Marie Kalff
7 feb, 2023 Onderdeel van prosesColumn door Caspar Visser ‘t Hooft
Hij bracht zijn kinderjaren door in een oude pastorie, de presbytère van Villeneuve-en-Tardenois, en vervolgens in een groot herenhuis in een dorp dat berucht was vanwege de moord op de protestantse inwoners, die daar in het jaar 1652 plaats had gevonden – moord die het startsein gaf tot de bloedige godsdienstoorlog die Frankrijk zoveel lange jaren zou teisteren. De naam van het dorp is Wassy. De associatie met een aartsconservatief, agressief katholicisme is bij hem alleen al vanwege deze woonsteden onwillekeurig gelegd. Volgens zijn eigen zeggen vond zijn bekering tot het geloof – het katholieke geloof van zijn familiale omgeving – plaats toen hij op zijn achttiende een Kerstdienst bijwoonde in de Notre Dame. Sindsdien was en bleef hij een belijdende katholiek, hij werd zelfs oblaat bij de Benedictijner orde. Een oblaat legt geen gelofte af, mag daarom trouwen, maar is wel ‘toegewijd’. En uitgerekend hij heeft beter dan wie ook, in een prachtige essay, het Hollandse landschap weten te beschrijven. En de eerste vertolkster van zijn toneelwerk, dat was nu juist een Hollandse, afkomstig uit een keurige protestantse familie, kleindochter van een dominee. Tja… We hebben het over de Franse schrijver Paul Claudel. De uitersten raken elkaar? Hier een ‘vieille France’ dat zich blijft beschouwen als oudste dochter van de Rooms-Katholieke Kerk, daar het Holland van Calvijn.

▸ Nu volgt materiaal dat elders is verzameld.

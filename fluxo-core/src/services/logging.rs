//! Logging service

use crate::models::audit::AuditEntry;
use crate::models::LogLevel;
use uuid::Uuid;

/// Initialize logging with the specified level
pub fn init_logging(level: LogLevel) -> Result<(), Box<dyn std::error::Error>> {
    let filter = match level {
        LogLevel::Error => "fluxo=error,fluxo_core=error",
        LogLevel::Warn => "fluxo=warn,fluxo_core=warn",
        LogLevel::Info => "fluxo=info,fluxo_core=info",
        LogLevel::Debug => "fluxo=debug,fluxo_core=debug",
        LogLevel::Trace => "fluxo=trace,fluxo_core=trace",
    };

    tracing_subscriber::fmt()
        .with_env_filter(filter)
        .with_writer(std::io::stderr)
        .try_init()
        .map_err(|e| -> Box<dyn std::error::Error> { e })?;

    Ok(())
}

/// Log a committed transition
pub fn log_transition_committed(entry: &AuditEntry) {
    tracing::info!(
        record_id = %entry.record_id,
        kind = %entry.kind,
        transition = %entry.transition,
        from = %entry.from_state,
        to = %entry.to_state,
        actor = %entry.actor_id,
        sequence_no = entry.sequence_no,
        "Transition committed"
    );
}

/// Log a rejected transition attempt
pub fn log_transition_rejected(record_id: Uuid, transition: &str, actor_id: &str, reason: &str) {
    tracing::warn!(
        record_id = %record_id,
        transition = transition,
        actor = actor_id,
        reason = reason,
        "Transition rejected"
    );
}
//! Workflow definition validation
//!
//! Structural checks every definition must pass before it may enter the
//! registry. Errors reject the definition; warnings are surfaced to
//! operators but do not block registration.

use crate::models::workflow::{State, WorkflowDefinition};
use std::collections::{HashMap, HashSet, VecDeque};

/// A single validation finding
#[derive(Debug, Clone, PartialEq)]
pub struct ValidationError {
    /// Field or element the finding refers to
    pub field: String,
    /// Human-readable message
    pub message: String,
}

/// Result of validating a workflow definition
#[derive(Debug, Clone, Default)]
pub struct ValidationResult {
    /// Fatal problems; any entry rejects the definition
    pub errors: Vec<ValidationError>,
    /// Non-fatal observations
    pub warnings: Vec<ValidationError>,
}

impl ValidationResult {
    pub fn is_valid(&self) -> bool {
        self.errors.is_empty()
    }

    pub fn add_error(&mut self, field: impl Into<String>, message: impl Into<String>) {
        self.errors.push(ValidationError {
            field: field.into(),
            message: message.into(),
        });
    }

    pub fn add_warning(&mut self, field: impl Into<String>, message: impl Into<String>) {
        self.warnings.push(ValidationError {
            field: field.into(),
            message: message.into(),
        });
    }
}

/// Validate a workflow definition
pub fn validate_definition(definition: &WorkflowDefinition) -> ValidationResult {
    let mut result = ValidationResult::default();

    if definition.kind.trim().is_empty() {
        result.add_error("kind", "workflow kind must not be empty");
    }
    if definition.description.is_none() {
        result.add_warning("description", "definition has no description");
    }

    if definition.states.is_empty() {
        result.add_error("states", "definition declares no states");
        return result;
    }

    let mut declared: HashSet<&State> = HashSet::new();
    for decl in &definition.states {
        if !declared.insert(&decl.name) {
            result.add_error("states", format!("state '{}' is declared twice", decl.name));
        }
        if decl.label.trim().is_empty() {
            result.add_warning("states", format!("state '{}' has no display label", decl.name));
        }
    }

    if !declared.contains(&definition.initial_state) {
        result.add_error(
            "initial_state",
            format!("initial state '{}' is not declared", definition.initial_state),
        );
    }

    if definition.terminal_states.is_empty() {
        result.add_warning("terminal_states", "no terminal states declared");
    }
    for terminal in &definition.terminal_states {
        if !declared.contains(terminal) {
            result.add_error(
                "terminal_states",
                format!("terminal state '{}' is not declared", terminal),
            );
        }
    }

    let mut names: HashSet<&str> = HashSet::new();
    for transition in &definition.transitions {
        let field = format!("transitions.{}", transition.name);

        if transition.name.trim().is_empty() {
            result.add_error("transitions", "transition with empty name");
        } else if !names.insert(&transition.name) {
            result.add_error(
                "transitions",
                format!("transition '{}' is declared twice", transition.name),
            );
        }

        if transition.from.is_empty() {
            result.add_error(&field, "empty from set");
        }
        for from in &transition.from {
            if !declared.contains(from) {
                result.add_error(&field, format!("from state '{}' is not declared", from));
            }
            if definition.is_terminal(from) {
                result.add_error(
                    &field,
                    format!("terminal state '{}' has an outgoing transition", from),
                );
            }
        }
        if !declared.contains(&transition.to) {
            result.add_error(
                &field,
                format!("destination state '{}' is not declared", transition.to),
            );
        }
        if transition.required_capability.is_empty() {
            result.add_error(&field, "required capability must not be empty");
        }
    }

    // Every non-terminal state needs a way out
    for decl in &definition.states {
        if definition.is_terminal(&decl.name) {
            continue;
        }
        if definition.transitions_from(&decl.name).is_empty() {
            result.add_error(
                "states",
                format!("non-terminal state '{}' has no outgoing transitions", decl.name),
            );
        }
    }

    for state in find_unreachable_states(definition) {
        result.add_error(
            "states",
            format!("state '{}' is unreachable from the initial state", state),
        );
    }

    result
}

/// Breadth-first walk of the transition graph from the initial state
fn find_unreachable_states(definition: &WorkflowDefinition) -> Vec<State> {
    let mut adjacency: HashMap<&State, Vec<&State>> = HashMap::new();
    for transition in &definition.transitions {
        for from in &transition.from {
            adjacency.entry(from).or_default().push(&transition.to);
        }
    }

    let mut visited: HashSet<&State> = HashSet::new();
    let mut queue: VecDeque<&State> = VecDeque::new();
    visited.insert(&definition.initial_state);
    queue.push_back(&definition.initial_state);

    while let Some(state) = queue.pop_front() {
        if let Some(next) = adjacency.get(state) {
            for to in next {
                if visited.insert(to) {
                    queue.push_back(to);
                }
            }
        }
    }

    definition
        .states
        .iter()
        .filter(|decl| !visited.contains(&decl.name))
        .map(|decl| decl.name.clone())
        .collect()
}
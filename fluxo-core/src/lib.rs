//! # Fluxo Core Library
//!
//! Solicitation workflow engine: declarative per-kind state machines,
//! capability-guarded transitions, optimistic-concurrency commits, and an
//! append-only audit trail.

pub mod models;
pub mod services;
pub mod workflow;
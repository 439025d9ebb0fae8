//! Audit trail entries
//!
//! Each committed transition produces exactly one immutable entry.
//! Corrections are further forward transitions, never edits to the trail.

use crate::models::workflow::{State, WorkflowDefinition};
use chrono::{DateTime, Utc};
use serde::{Deserialize, Serialize};
use thiserror::Error;
use uuid::Uuid;

/// Opaque reference to a stored attachment
#[derive(Debug, Clone, PartialEq, Eq, Serialize, Deserialize)]
pub struct AttachmentRef {
    /// Display name of the attachment
    pub name: String,
    /// Opaque storage reference
    pub reference: String,
}

impl AttachmentRef {
    pub fn new(name: impl Into<String>, reference: impl Into<String>) -> Self {
        Self {
            name: name.into(),
            reference: reference.into(),
        }
    }
}

/// One committed transition on one record
#[derive(Debug, Clone, Serialize, Deserialize)]
pub struct AuditEntry {
    /// Entry identifier
    pub id: Uuid,
    /// Record this entry belongs to
    pub record_id: Uuid,
    /// Workflow kind of the record at commit time
    pub kind: String,
    /// Name of the fired transition
    pub transition: String,
    /// State the record left
    pub from_state: State,
    /// State the record entered
    pub to_state: State,
    /// Identifier of the actor who fired the transition
    pub actor_id: String,
    /// Commit timestamp
    pub occurred_at: DateTime<Utc>,
    /// Store-wide monotonic counter; breaks timestamp ties
    pub sequence_no: u64,
    /// Justification supplied with the transition
    #[serde(default, skip_serializing_if = "Option::is_none")]
    pub justification: Option<String>,
    /// Yes/no answer supplied with the transition
    #[serde(default, skip_serializing_if = "Option::is_none")]
    pub acknowledgment: Option<bool>,
    /// Attachments supplied with the transition
    #[serde(default, skip_serializing_if = "Vec::is_empty")]
    pub attachments: Vec<AttachmentRef>,
}

impl AuditEntry {
    /// Causal ordering key: wall clock first, insertion order as tiebreak.
    /// Never order by wall clock alone; commits within one millisecond and
    /// clock skew both happen.
    pub fn ordering_key(&self) -> (DateTime<Utc>, u64) {
        (self.occurred_at, self.sequence_no)
    }
}

/// The trail disagrees with the definition it claims to follow
#[derive(Debug, Error)]
pub enum ReplayError {
    #[error("entry {sequence_no}: transition '{transition}' is not declared for kind '{kind}'")]
    UnknownTransition {
        sequence_no: u64,
        transition: String,
        kind: String,
    },
    #[error("entry {sequence_no}: entry left state '{recorded}' but the timeline was at '{expected}'")]
    StateMismatch {
        sequence_no: u64,
        recorded: State,
        expected: State,
    },
    #[error("entry {sequence_no}: transition '{transition}' cannot leave state '{state}'")]
    IllegalSource {
        sequence_no: u64,
        transition: String,
        state: State,
    },
    #[error("entry {sequence_no}: transition '{transition}' leads to '{declared}', entry recorded '{recorded}'")]
    DestinationMismatch {
        sequence_no: u64,
        transition: String,
        declared: State,
        recorded: State,
    },
}

/// Recompute the final state by replaying entries against a definition.
///
/// Entries are evaluated in causal order starting from the definition's
/// initial state. For a healthy store the result equals the record's
/// `current_state`; anything else means the trail was tampered with or the
/// record was mutated outside the engine.
pub fn replay(
    definition: &WorkflowDefinition,
    entries: &[AuditEntry],
) -> Result<State, ReplayError> {
    let mut ordered: Vec<&AuditEntry> = entries.iter().collect();
    ordered.sort_by_key(|entry| entry.ordering_key());

    let mut cursor = definition.initial_state.clone();
    for entry in ordered {
        if entry.from_state != cursor {
            return Err(ReplayError::StateMismatch {
                sequence_no: entry.sequence_no,
                recorded: entry.from_state.clone(),
                expected: cursor,
            });
        }
        let transition = definition.transition(&entry.transition).ok_or_else(|| {
            ReplayError::UnknownTransition {
                sequence_no: entry.sequence_no,
                transition: entry.transition.clone(),
                kind: definition.kind.clone(),
            }
        })?;
        if !transition.from.contains(&cursor) {
            return Err(ReplayError::IllegalSource {
                sequence_no: entry.sequence_no,
                transition: entry.transition.clone(),
                state: cursor,
            });
        }
        if transition.to != entry.to_state {
            return Err(ReplayError::DestinationMismatch {
                sequence_no: entry.sequence_no,
                transition: entry.transition.clone(),
                declared: transition.to.clone(),
                recorded: entry.to_state.clone(),
            });
        }
        cursor = entry.to_state.clone();
    }
    Ok(cursor)
}
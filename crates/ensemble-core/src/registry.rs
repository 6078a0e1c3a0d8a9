//! Agent registry
//!
//! Maps task type ids to registered agents, with a second index by resolved
//! HTTP path for the transport layer. Built once at startup and read-only
//! afterwards, so it is safe to share across concurrent invocations.

use std::collections::HashMap;
use std::sync::Arc;

use ensemble_api::{AgentManifest, TaskId};
use thiserror::Error;

use crate::agent::{ResumableAgent, TaskAgent};

/// Registration mistakes detected before the host starts serving.
#[derive(Debug, Error)]
pub enum RegistryError {
    #[error("task id '{0}' is already registered")]
    DuplicateTaskId(TaskId),
    #[error("path '{path}' already serves task '{existing}'; task '{candidate}' resolves to the same path")]
    DuplicatePath {
        path: String,
        existing: TaskId,
        candidate: TaskId,
    },
    #[error("agent name '{0}' resolves to an empty path")]
    EmptyPath(String),
}

/// A registered agent, tagged by capability.
#[derive(Clone)]
pub enum RegisteredAgent {
    /// Accepts only start commands.
    Single(Arc<dyn TaskAgent>),
    /// Accepts start and resume commands.
    Orchestrator(Arc<dyn ResumableAgent>),
}

impl RegisteredAgent {
    pub fn is_orchestrator(&self) -> bool {
        matches!(self, RegisteredAgent::Orchestrator(_))
    }

    /// Effective manifest for this registration.
    ///
    /// Orchestrators registered without an explicit resume schema get the
    /// trait-provided one injected, so a manifest's `resume_input_schema`
    /// presence always reflects the registered capability.
    pub fn manifest(&self) -> AgentManifest {
        match self {
            RegisteredAgent::Single(agent) => agent.manifest(),
            RegisteredAgent::Orchestrator(agent) => {
                let manifest = agent.manifest();
                if manifest.resume_input_schema.is_none() {
                    manifest.with_resume_input_schema(agent.resume_input_schema())
                } else {
                    manifest
                }
            }
        }
    }

    /// Resolved HTTP path segment for this registration.
    pub fn path(&self) -> String {
        self.manifest().path()
    }
}

/// Registry of every agent a host serves.
pub struct AgentRegistry {
    agents: HashMap<TaskId, RegisteredAgent>,
    paths: HashMap<String, TaskId>,
}

impl AgentRegistry {
    /// Create a new empty registry.
    pub fn new() -> Self {
        Self {
            agents: HashMap::new(),
            paths: HashMap::new(),
        }
    }

    /// Register a single-shot agent.
    pub fn register(&mut self, agent: Arc<dyn TaskAgent>) -> Result<(), RegistryError> {
        self.insert(RegisteredAgent::Single(agent))
    }

    /// Register a resumable orchestrator agent.
    pub fn register_orchestrator(
        &mut self,
        agent: Arc<dyn ResumableAgent>,
    ) -> Result<(), RegistryError> {
        self.insert(RegisteredAgent::Orchestrator(agent))
    }

    fn insert(&mut self, entry: RegisteredAgent) -> Result<(), RegistryError> {
        let manifest = entry.manifest();
        let path = manifest.path();
        if path.is_empty() {
            return Err(RegistryError::EmptyPath(manifest.agent_name));
        }
        if self.agents.contains_key(&manifest.task_id) {
            return Err(RegistryError::DuplicateTaskId(manifest.task_id));
        }
        if let Some(existing) = self.paths.get(&path) {
            return Err(RegistryError::DuplicatePath {
                path,
                existing: existing.clone(),
                candidate: manifest.task_id,
            });
        }

        tracing::info!(
            task_id = %manifest.task_id,
            path = %path,
            orchestrator = entry.is_orchestrator(),
            "registered agent"
        );
        self.paths.insert(path, manifest.task_id.clone());
        self.agents.insert(manifest.task_id, entry);
        Ok(())
    }

    /// Get an agent by task type id.
    pub fn get(&self, task_id: &TaskId) -> Option<RegisteredAgent> {
        self.agents.get(task_id).cloned()
    }

    /// Get an agent by resolved HTTP path segment.
    pub fn by_path(&self, path: &str) -> Option<RegisteredAgent> {
        self.paths.get(path).and_then(|task_id| self.get(task_id))
    }

    /// Effective manifests of every registered agent, ordered by task id.
    pub fn manifests(&self) -> Vec<AgentManifest> {
        let mut manifests: Vec<AgentManifest> =
            self.agents.values().map(RegisteredAgent::manifest).collect();
        manifests.sort_by(|a, b| a.task_id.as_str().cmp(b.task_id.as_str()));
        manifests
    }

    pub fn len(&self) -> usize {
        self.agents.len()
    }

    pub fn is_empty(&self) -> bool {
        self.agents.is_empty()
    }
}

impl Default for AgentRegistry {
    fn default() -> Self {
        Self::new()
    }
}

Johanna Maria Kalff was de dochter van een directeur bij de Nederlandse Bank, haar zwager was het Tweede Kamerlid Walrave Boissevain, haar grootvader aan moederszijde was Dr. Abraham Rutgers van der Loeff, predikant in Leiden. Kortom, Hollands degelijk-protestantse patriciaat. In het begin van de twintigste eeuw verhuisde ze naar Parijs, waar ze een carrière van toneelspeelster begon. Wat haar familie er van vond, weet ik niet. In gedachten zie ik gefronste wenkbrauwen en afkeurende blikken. Nette mensen gingen nààr het theater, ze werkten er niet. En dan Parijs – stad van kosmopolitische flierefluiters en van cocottes! Nu, een cocotte was Marie bepaald niet. Ze trouwde, ze werd Marie Lenormand-Kalff. En ze nam haar vak zeer serieus. Ze verwierf faam als vertolkster van belangrijke rollen in toneelstukken van Maeterlinck, Tsjechov en Pirandello. Toen ze kennismaakte met het werk van de nog jonge Paul Claudel, was haar enthousiasme op slag gewekt. Ze was de eerste die zijn toneelwerk op de planken bracht, al moest ze wegens ziekte afzien van de rol van Violaine in Claudel’s beroemdste stuk, L’annonce faite à Marie. Het was een van de grootste teleurstellingen van haar leven. Hoe het kan lopen! – dat een oer-Hollands meisje, uit een protestants nest, nu juist in de stukken van Claudel, met hun floers van Maria-adoratie en heiligenverering, haar gading vond.
En Claudel, die zijn afkeer van het protestantisme niet onder stoelen banken stak – hij had het over een ‘horreur profonde, instinctive, presque physique’ – was van zijn kant lyrisch over het Hollandse landschap en over de Hollandse schilders uit de Gouden Eeuw, die dit landschap zo treffend hadden weergegeven. Lees L’introduction à la peinture hollandaise (1935). En het protestantse karakter van deze schilderkunst is onbetwistbaar. Onze grote historicus, Pieter Geyl, heeft daar destijds een overtuigende studie aan gewijd.
Zelfs al zeggen we er een hekel aan te hebben, het andere uiterste blijft fascineren.